Sample Chapter

The Silver Skeleton

Chapter 14

‘You know what mate, drop me over there before the island, just by the chippy.’

John Garland had not said so much as a word to the driver of a taxi ferrying him to Hall Green since slumping into the black leather seat of a shiny new Mercedes black cab at Birmingham International Station. His voice no longer pounded in his head as it had two hours earlier when he rather abruptly informed a chatty woman on the train that due to his severe hangover and less than jovial mood, he would not be exchanging pleasantries all the way from London Euston to the station servicing the National Exhibition Centre and Solihull, or even as far as the first stop. Instead, he placed the lightweight jacket he was carrying unsociably up over his head and hoped he would snore loudly enough to serve as a reminder that he did not wish to be disturbed throughout the journey north. He imagined the woman would consider him a typically unfriendly southerner, who rarely ventured north of the Watford Gap, which he was, but with sociable origins in the Midlands at least.

John met the taxi driver’s eyes in the rear-view mirror for the first time since depositing himself in the cab fifteen minutes earlier and they looked as bloodshot as his felt. He fumbled for enough notes in his wallet and declined both the few pounds change and a receipt as he stepped out onto the pavement and shut the heavy black door.

‘You know the Bull’s Head is further down there, right mate?’

John had walked from the pub of his misspent youth along Highfield Road to soak up several pints with a generous portion of greasy chips and sometimes a saveloy sausage at Jack’s Fish & Chips Shop more times than he could even begin to remember. He smiled at the driver’s directions, which while well intended, were completely unnecessary.

‘Yeah, I’m good thanks. I fancy some chips before I hit the beer.’

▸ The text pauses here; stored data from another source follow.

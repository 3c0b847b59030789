use std::collections::HashSet;
use std::ffi::OsString;
use std::path::{Path, PathBuf};
use std::process::{ExitStatus, Output};
use std::sync::{Arc, Mutex};

use async_trait::async_trait;
use tempfile::TempDir;

#[cfg(unix)]
use std::os::unix::process::ExitStatusExt;
#[cfg(windows)]
use std::os::windows::process::ExitStatusExt;

use upnext_core::media::{CommandExecutor, OffsetSource};
use upnext_core::{
    is_processed, parse_upnext_config, FilenameNormalizer, MediaFileRecord, Pipeline,
    ProgramEntry, ProgramStatus, UpnextConfig,
};

type RecordedCalls = Arc<Mutex<Vec<Vec<OsString>>>>;

/// Answers probes with a fixed duration and fakes the transcoder by writing
/// the output file, failing for sources listed in `failing`.
struct FakeFfmpeg {
    duration: &'static str,
    failing: HashSet<String>,
    calls: RecordedCalls,
}

impl FakeFfmpeg {
    fn build(failing: &[&str]) -> (Arc<dyn CommandExecutor>, RecordedCalls) {
        let calls: RecordedCalls = Arc::new(Mutex::new(Vec::new()));
        let executor: Arc<dyn CommandExecutor> = Arc::new(Self {
            duration: "00:42:10.50",
            failing: failing.iter().map(|name| name.to_string()).collect(),
            calls: Arc::clone(&calls),
        });
        (executor, calls)
    }
}

#[async_trait]
impl CommandExecutor for FakeFfmpeg {
    async fn run(&self, _program: &Path, args: &[OsString]) -> std::io::Result<Output> {
        self.calls.lock().unwrap().push(args.to_vec());
        let input = args
            .iter()
            .position(|arg| arg == "-i")
            .and_then(|index| args.get(index + 1))
            .map(PathBuf::from)
            .unwrap_or_default();
        if !args.iter().any(|arg| arg == "-map") {
            return Ok(Output {
                status: ExitStatus::from_raw(1 << 8),
                stdout: Vec::new(),
                stderr: format!("  Duration: {}, start: 0.000000\n", self.duration).into_bytes(),
            });
        }
        let file_name = input
            .file_name()
            .map(|name| name.to_string_lossy().to_string())
            .unwrap_or_default();
        if self.failing.contains(&file_name) {
            return Ok(Output {
                status: ExitStatus::from_raw(1 << 8),
                stdout: Vec::new(),
                stderr: b"Invalid data found when processing input".to_vec(),
            });
        }
        let output = PathBuf::from(args.last().unwrap());
        std::fs::write(output, b"clip")?;
        Ok(Output {
            status: ExitStatus::from_raw(0),
            stdout: Vec::new(),
            stderr: Vec::new(),
        })
    }
}

struct FixedOffset(f64);

impl OffsetSource for FixedOffset {
    fn pick(&self, _max_start: f64) -> f64 {
        self.0
    }
}

fn test_config(base: &TempDir, concurrency: usize) -> UpnextConfig {
    let media = base.path().join("media");
    let output = base.path().join("programmes");
    parse_upnext_config(&format!(
        "[paths]\nmedia_dir = {:?}\noutput_dir = {:?}\n\n[limits]\nmax_concurrent_extractions = {}\n",
        media.display().to_string(),
        output.display().to_string(),
        concurrency
    ))
    .unwrap()
}

fn library(names: &[&str]) -> Vec<MediaFileRecord> {
    let normalizer = FilenameNormalizer::default();
    names
        .iter()
        .map(|name| MediaFileRecord::new(PathBuf::from("/srv/media").join(name), &normalizer))
        .collect()
}

fn transcodes(calls: &RecordedCalls) -> usize {
    calls
        .lock()
        .unwrap()
        .iter()
        .filter(|args| args.iter().any(|arg| arg == "-map"))
        .count()
}

#[tokio::test]
async fn second_run_skips_processed_programs() {
    let base = TempDir::new().unwrap();
    let config = test_config(&base, 1);
    let (executor, calls) = FakeFfmpeg::build(&[]);
    let pipeline = Pipeline::new(&config, Some(executor));
    let files = library(&["Late.News.S01E02.1080p.mkv"]);
    let programs = vec![ProgramEntry::new("Late News", "News", "Unknown")];

    let first = pipeline.process_programs(&programs, &files).await.unwrap();
    assert_eq!(first.status_of("Late News"), Some(ProgramStatus::Processed));
    assert!(is_processed("Late News", &config.paths.output_dir));
    assert_eq!(transcodes(&calls), 1);

    let second = pipeline.process_programs(&programs, &files).await.unwrap();
    assert_eq!(
        second.status_of("Late News"),
        Some(ProgramStatus::SkippedAlreadyDone)
    );
    assert_eq!(transcodes(&calls), 1);
}

#[tokio::test]
async fn one_failed_extraction_does_not_stop_the_batch() {
    let base = TempDir::new().unwrap();
    let config = test_config(&base, 1);
    let (executor, calls) = FakeFfmpeg::build(&["Broken.Show.S02E01.mkv"]);
    let pipeline = Pipeline::new(&config, Some(executor));
    let files = library(&[
        "Morning.Show.S01E01.720p.mkv",
        "Broken.Show.S02E01.mkv",
        "Evening.Quiz.S03E07.mp4",
    ]);
    let programs = vec![
        ProgramEntry::new("Morning Show", "Talk", "Unknown"),
        ProgramEntry::new("Broken Show", "Drama", "Unknown"),
        ProgramEntry::new("Evening Quiz", "Game", "Unknown"),
    ];

    let report = pipeline.process_programs(&programs, &files).await.unwrap();

    let statuses: Vec<_> = report.outcomes.iter().map(|o| o.status).collect();
    assert_eq!(
        statuses,
        vec![
            ProgramStatus::Processed,
            ProgramStatus::ExtractionFailed,
            ProgramStatus::Processed,
        ]
    );
    let failed = &report.outcomes[1];
    assert!(failed
        .error
        .as_deref()
        .unwrap()
        .contains("Invalid data found"));
    assert!(!config.paths.output_dir.join("Broken Show.mp4").exists());
    assert!(config.paths.output_dir.join("Evening Quiz.mp4").exists());
    assert_eq!(transcodes(&calls), 3);
    assert!(report.has_failures());
}

#[tokio::test]
async fn unmatched_programs_are_reported() {
    let base = TempDir::new().unwrap();
    let config = test_config(&base, 1);
    let (executor, calls) = FakeFfmpeg::build(&[]);
    let pipeline = Pipeline::new(&config, Some(executor));
    let files = library(&["Cooking.With.Gas.S01E01.mp4"]);
    let programs = vec![ProgramEntry::new("Zyxw Qvrt", "Documentary", "Unknown")];

    let report = pipeline.process_programs(&programs, &files).await.unwrap();

    assert_eq!(report.status_of("Zyxw Qvrt"), Some(ProgramStatus::NoMatch));
    assert!(calls.lock().unwrap().is_empty());
}

#[tokio::test]
async fn empty_library_yields_no_match() {
    let base = TempDir::new().unwrap();
    let config = test_config(&base, 1);
    let (executor, _) = FakeFfmpeg::build(&[]);
    let pipeline = Pipeline::new(&config, Some(executor));
    let programs = vec![ProgramEntry::new("Anything", "Movie", "2001")];

    let report = pipeline.process_programs(&programs, &[]).await.unwrap();

    assert_eq!(report.count(ProgramStatus::NoMatch), 1);
}

#[tokio::test]
async fn release_year_only_counts_for_movies() {
    let base = TempDir::new().unwrap();
    let config = test_config(&base, 1);
    let (executor, _) = FakeFfmpeg::build(&[]);
    let pipeline = Pipeline::new(&config, Some(executor));
    let files = library(&["Heat (1986).mkv", "Heat (1995).mkv"]);

    let movie = vec![ProgramEntry::new("Heat", "movie", "1995")];
    let report = pipeline.process_programs(&movie, &files).await.unwrap();
    let matched = report.outcomes[0].matched.as_ref().unwrap();
    assert_eq!(matched.path, PathBuf::from("/srv/media/Heat (1995).mkv"));

    std::fs::remove_file(config.paths.output_dir.join("Heat.mp4")).unwrap();

    let series = vec![ProgramEntry::new("Heat", "Series", "1995")];
    let report = pipeline.process_programs(&series, &files).await.unwrap();
    let matched = report.outcomes[0].matched.as_ref().unwrap();
    assert_eq!(matched.path, PathBuf::from("/srv/media/Heat (1986).mkv"));
}

#[tokio::test]
async fn injected_offset_reaches_the_transcoder() {
    let base = TempDir::new().unwrap();
    let config = test_config(&base, 1);
    let (executor, calls) = FakeFfmpeg::build(&[]);
    let pipeline =
        Pipeline::new(&config, Some(executor)).with_offset_source(Arc::new(FixedOffset(125.25)));
    let files = library(&["Late.News.S01E02.1080p.mkv"]);
    let programs = vec![ProgramEntry::new("Late News", "News", "Unknown")];

    let report = pipeline.process_programs(&programs, &files).await.unwrap();

    let clip = report.outcomes[0].clip.as_ref().unwrap();
    assert_eq!(clip.start_offset, 125.25);
    assert!((clip.source_duration - 2530.5).abs() < 1e-9);
    let calls = calls.lock().unwrap();
    let transcode = calls.iter().find(|args| args.iter().any(|a| a == "-map")).unwrap();
    let ss = transcode.iter().position(|arg| arg == "-ss").unwrap();
    assert_eq!(transcode[ss + 1].to_str(), Some("125.250"));
}

#[tokio::test]
async fn concurrent_workers_extract_each_title_once() {
    let base = TempDir::new().unwrap();
    let config = test_config(&base, 4);
    let (executor, calls) = FakeFfmpeg::build(&[]);
    let pipeline = Pipeline::new(&config, Some(executor));
    let files = library(&["Late.News.S01E02.1080p.mkv", "Evening.Quiz.S03E07.mp4"]);
    let programs = vec![
        ProgramEntry::new("Late News", "News", "Unknown"),
        ProgramEntry::new("Late News", "News", "Unknown"),
        ProgramEntry::new("Evening Quiz", "Game", "Unknown"),
        ProgramEntry::new(" Late News ", "News", "Unknown"),
    ];

    let report = pipeline.process_programs(&programs, &files).await.unwrap();

    let statuses: Vec<_> = report.outcomes.iter().map(|o| o.status).collect();
    assert_eq!(
        statuses,
        vec![
            ProgramStatus::Processed,
            ProgramStatus::SkippedAlreadyDone,
            ProgramStatus::Processed,
            ProgramStatus::SkippedAlreadyDone,
        ]
    );
    assert_eq!(transcodes(&calls), 2);
}

#[tokio::test]
async fn output_directory_is_created() {
    let base = TempDir::new().unwrap();
    let config = test_config(&base, 1);
    let (executor, _) = FakeFfmpeg::build(&[]);
    let pipeline = Pipeline::new(&config, Some(executor));
    assert!(!config.paths.output_dir.exists());

    pipeline.process_programs(&[], &[]).await.unwrap();

    assert!(config.paths.output_dir.is_dir());
}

John slung the strap supporting an expensive black leather Tumi garment bag over his shoulder and walked towards Jack’s which was now called the Highfield Fish Bar. Jack had been a hardworking Greek or Cypriot immigrant; John couldn’t remember which. Along with his cheery wife and two young sons, Jack had served fish n chips at all hours to the locals of Hall Green for generations. John liked to think that Jack was now comfortably retired somewhere warm, perhaps on a Greek island, though probably still trying to rid himself of the unmistakable stale smell of fried food that greeted John as he pushed open the shop’s heavy glass door.

Cod and chips set him back six pounds twenty, a far cry from the days when a handful of small coins could buy enough chips to fill a teenage craving and Jack would scrape the corners of the fish cabinet to add a sprinkling of loose bits of batter for those kids who asked politely. Salt and vinegar were still applied as liberally as ever. John’s eye caught a large vat of pickled eggs sat on the counter top and he winced as he remembered the time his friend Sully had accepted a dare to eat as many of the foul acidic ovals as he could stomach after a bout of drinking. Sully had burst suddenly out of Jack’s, projectile vomiting several eggs and just as many pints of beer onto the pavement at the feet of a mix of disgusted onlookers and cheering drunken blokes saluting his bravado. Two hours ago, when boarding the Virgin mainline train, John might have suffered a similar reaction at just the memory of those pickled eggs, but after a solid hour napping beneath his jacket on the journey from London, his hangover had subsided. He was now ravenously hungry and even felt the inkling for a few more pints.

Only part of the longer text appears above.